Kabid Humas Polda Jabar Kombes Pol Hendra Rochmawan (kiri) memberi keterangan pers, Selasa, 21 Juli 2026. (Beritasatu.com/Aep Sopandi)
Bandung,REDAKSI17.COM– Direktorat Reserse Siber Polda Jawa Barat menangkap dua orang yang diduga terlibat dalam kasus unggahan di platform media sosial Threads terkait isu pernyataan Presiden Prabowo Subianto mengenai program senjata nuklir Iran.
Polisi menyebut unggahan tersebut disertai komentar yang diduga mengandung unsur hasutan untuk melakukan tindak pidana.
Kasus ini bermula dari laporan polisi yang diterima pada 4 Agustus 2026 dan kemudian ditindaklanjuti dengan penyelidikan oleh Direktorat Reserse Siber Polda Jawa Barat.
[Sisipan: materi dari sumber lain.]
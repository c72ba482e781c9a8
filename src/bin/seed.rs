use b2b_portal_api::{
    config::AppConfig,
    db::{create_orm_conn, run_migrations},
    domain::{ApprovalStatus, CompanyRole, GlobalRole},
    entity::{
        companies::{self, Entity as Companies},
        products::{self, Entity as Products},
        user_companies::{self, Entity as UserCompanies},
        users::{self, Entity as Users},
    },
    services::auth_service::hash_password,
};
use rust_decimal::Decimal;
use rust_decimal_macros::dec;
use sea_orm::ActiveValue::NotSet;
use sea_orm::{ActiveModelTrait, ColumnTrait, DatabaseConnection, EntityTrait, QueryFilter, Set};
use uuid::Uuid;

#[tokio::main]
async fn main() -> anyhow::Result<()> {
    dotenvy::dotenv().ok();
    let config = AppConfig::from_env()?;

    let orm = create_orm_conn(&config.database_url).await?;
    run_migrations(&orm).await?;

    let superadmin_id = ensure_user(
        &orm,
        "superadmin@example.com",
        "Platform Admin",
        "superadmin123",
        GlobalRole::Superadmin,
    )
    .await?;
    let admin_id = ensure_user(
        &orm,
        "admin@acme.example.com",
        "Acme Admin",
        "admin12345",
        GlobalRole::User,
    )
    .await?;
    let buyer_id = ensure_user(
        &orm,
        "buyer@acme.example.com",
        "Acme Buyer",
        "buyer12345",
        GlobalRole::User,
    )
    .await?;

    let acme = ensure_company(&orm, "Acme Wholesale", "12345678000190").await?;
    let globex = ensure_company(&orm, "Globex Supplies", "98765432000110").await?;

    ensure_membership(&orm, admin_id, acme, CompanyRole::Admin).await?;
    ensure_membership(&orm, buyer_id, acme, CompanyRole::Buyer).await?;
    ensure_membership(&orm, buyer_id, globex, CompanyRole::Buyer).await?;

    seed_products(
        &orm,
        acme,
        &[
            ("ACM-001", "Steel bolts M8 (box of 100)", dec!(10.00), 500),
            ("ACM-002", "Hex nuts M8 (box of 100)", dec!(4.50), 800),
            ("ACM-003", "Washers 8mm (box of 200)", dec!(3.25), 350),
        ],
    )
    .await?;
    seed_products(
        &orm,
        globex,
        &[
            ("GLX-100", "Copper wire 2.5mm (100m)", dec!(189.90), 40),
            ("GLX-101", "Cable ties 200mm (pack of 500)", dec!(27.00), 120),
        ],
    )
    .await?;

    println!(
        "Seed completed. Superadmin: {superadmin_id}, admin: {admin_id}, buyer: {buyer_id}, companies: {acme}, {globex}"
    );
    Ok(())
}

async fn ensure_user(
    orm: &DatabaseConnection,
    email: &str,
    name: &str,
    password: &str,
    role: GlobalRole,
) -> anyhow::Result<Uuid> {
    if let Some(existing) = Users::find()
        .filter(users::Column::Email.eq(email))
        .one(orm)
        .await?
    {
        return Ok(existing.id);
    }

    let password_hash = hash_password(password).map_err(|e| anyhow::anyhow!(e.to_string()))?;
    let user = users::ActiveModel {
        id: Set(Uuid::new_v4()),
        email: Set(email.to_string()),
        name: Set(name.to_string()),
        password_hash: Set(password_hash),
        role: Set(role.as_str().to_string()),
        approval_status: Set(ApprovalStatus::Approved.as_str().to_string()),
        created_at: NotSet,
    }
    .insert(orm)
    .await?;
    Ok(user.id)
}

async fn ensure_company(
    orm: &DatabaseConnection,
    name: &str,
    document: &str,
) -> anyhow::Result<Uuid> {
    if let Some(existing) = Companies::find()
        .filter(companies::Column::Document.eq(document))
        .one(orm)
        .await?
    {
        return Ok(existing.id);
    }

    let company = companies::ActiveModel {
        id: Set(Uuid::new_v4()),
        name: Set(name.to_string()),
        document: Set(document.to_string()),
        approval_status: Set(ApprovalStatus::Approved.as_str().to_string()),
        active: Set(true),
        created_at: NotSet,
    }
    .insert(orm)
    .await?;
    Ok(company.id)
}

async fn ensure_membership(
    orm: &DatabaseConnection,
    user_id: Uuid,
    company_id: Uuid,
    role: CompanyRole,
) -> anyhow::Result<()> {
    if UserCompanies::find_by_id((user_id, company_id))
        .one(orm)
        .await?
        .is_some()
    {
        return Ok(());
    }

    user_companies::ActiveModel {
        user_id: Set(user_id),
        company_id: Set(company_id),
        role: Set(role.as_str().to_string()),
        created_at: NotSet,
    }
    .insert(orm)
    .await?;
    Ok(())
}

async fn seed_products(
    orm: &DatabaseConnection,
    company_id: Uuid,
    items: &[(&str, &str, Decimal, i32)],
) -> anyhow::Result<()> {
    for (sku, name, price, stock) in items {
        let exists = Products::find()
            .filter(products::Column::CompanyId.eq(company_id))
            .filter(products::Column::Sku.eq(*sku))
            .one(orm)
            .await?
            .is_some();
        if exists {
            continue;
        }

        products::ActiveModel {
            id: Set(Uuid::new_v4()),
            company_id: Set(company_id),
            sku: Set(sku.to_string()),
            name: Set(name.to_string()),
            description: Set(None),
            price: Set(*price),
            stock: Set(*stock),
            active: Set(true),
            created_at: NotSet,
        }
        .insert(orm)
        .await?;
    }
    Ok(())
}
Kepala Bidang Humas Polda Jawa Barat, Kombes Pol Hendra Rochmawan, mengatakan penyidikan dilakukan berdasarkan laporan polisi bernomor LP/B/1498/VIII/2026.
“Laporan tersebut diterima pada 4 Agustus 2026 dan ditindaklanjuti dengan surat perintah penyidikan oleh Ditres Siber Polda Jawa Barat pada 5 Agustus 2026,” ujar Hendra dalam konferensi pers, Kamis (6/8/2026).
Hasil penyelidikan mengarah pada dua orang yang kemudian ditetapkan sebagai tersangka, yakni AYP (49) dan AF (40). Keduanya diamankan di kawasan Jalan Raya Cimahi, Kecamatan Cimahi Selatan, Kota Cimahi.
Menurut Hendra, AYP diduga mengunggah konten melalui akun Threads @ontel_kebagusan yang memuat isu mengenai pernyataan Presiden Prabowo terkait program senjata nuklir Iran.
Polisi juga menyoroti komentar yang muncul di bawah unggahan tersebut. Salah satunya berasal dari akun @basterap yang dinilai mengandung dugaan ajakan atau hasutan untuk melakukan tindak pidana.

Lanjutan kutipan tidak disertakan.